EXERCISE: Go through the records below and report each line with "OtpCodes" in it.

Saved entries

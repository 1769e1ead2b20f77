use anyhow::{Context, Result};
use sea_orm::{
    ActiveModelTrait, ColumnTrait, DatabaseConnection, EntityTrait, PaginatorTrait, QueryFilter,
    QueryOrder, Set,
};

use crate::domain::{OtpPurpose, now_timestamp};
use crate::entities::{otp_codes, prelude::*};

pub struct OtpRepository {
    conn: DatabaseConnection,
}

impl OtpRepository {
    #[must_use]
    pub const fn new(conn: DatabaseConnection) -> Self {
        Self { conn }
    }

    pub async fn insert(
        &self,
        email: &str,
        code: &str,
        purpose: OtpPurpose,
        expires_at: &str,
    ) -> Result<otp_codes::Model> {
        let active = otp_codes::ActiveModel {
            email: Set(email.to_string()),
            code: Set(code.to_string()),
            purpose: Set(purpose.as_str().to_string()),
            expires_at: Set(expires_at.to_string()),
            used: Set(false),
            created_at: Set(now_timestamp()),
            ..Default::default()
        };

        active
            .insert(&self.conn)
            .await
            .context("Failed to insert verification code")
    }

    /// Newest unconsumed row matching all three fields that expires after `now`.
    pub async fn find_active(
        &self,
        email: &str,
        code: &str,
        purpose: OtpPurpose,
        now: &str,
    ) -> Result<Option<otp_codes::Model>> {
        OtpCodes::find()
            .filter(otp_codes::Column::Email.eq(email))
            .filter(otp_codes::Column::Code.eq(code))
            .filter(otp_codes::Column::Purpose.eq(purpose.as_str()))
            .filter(otp_codes::Column::Used.eq(false))
            .filter(otp_codes::Column::ExpiresAt.gt(now))
            .order_by_desc(otp_codes::Column::Id)
            .one(&self.conn)
            .await
            .context("Failed to query verification code")
    }

    /// Flips `used` for an unconsumed row. Returns false when another
    /// request consumed it first.
    pub async fn mark_used(&self, id: i32) -> Result<bool> {
        let result = OtpCodes::update_many()
            .col_expr(
                otp_codes::Column::Used,
                sea_orm::sea_query::Expr::value(true),
            )
            .filter(otp_codes::Column::Id.eq(id))
            .filter(otp_codes::Column::Used.eq(false))
            .exec(&self.conn)
            .await
            .context("Failed to mark verification code as used")?;

        Ok(result.rows_affected == 1)
    }

    /// Deletes every row that expired before `now`, consumed or not.
    pub async fn delete_expired(&self, now: &str) -> Result<u64> {
        let result = OtpCodes::delete_many()
            .filter(otp_codes::Column::ExpiresAt.lt(now))
            .exec(&self.conn)
            .await
            .context("Failed to delete expired verification codes")?;

        Ok(result.rows_affected)
    }

    pub async fn get(&self, id: i32) -> Result<Option<otp_codes::Model>> {
        OtpCodes::find_by_id(id)
            .one(&self.conn)
            .await
            .context("Failed to query verification code by ID")
    }

    pub async fn count_for_email(&self, email: &str) -> Result<u64> {
        OtpCodes::find()
            .filter(otp_codes::Column::Email.eq(email))
            .count(&self.conn)
            .await
            .context("Failed to count verification codes")
    }
}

ANSWER TO THE EXERCISE:
        OtpCodes::find()
        let result = OtpCodes::update_many()
        let result = OtpCodes::delete_many()
        OtpCodes::find_by_id(id)
        OtpCodes::find()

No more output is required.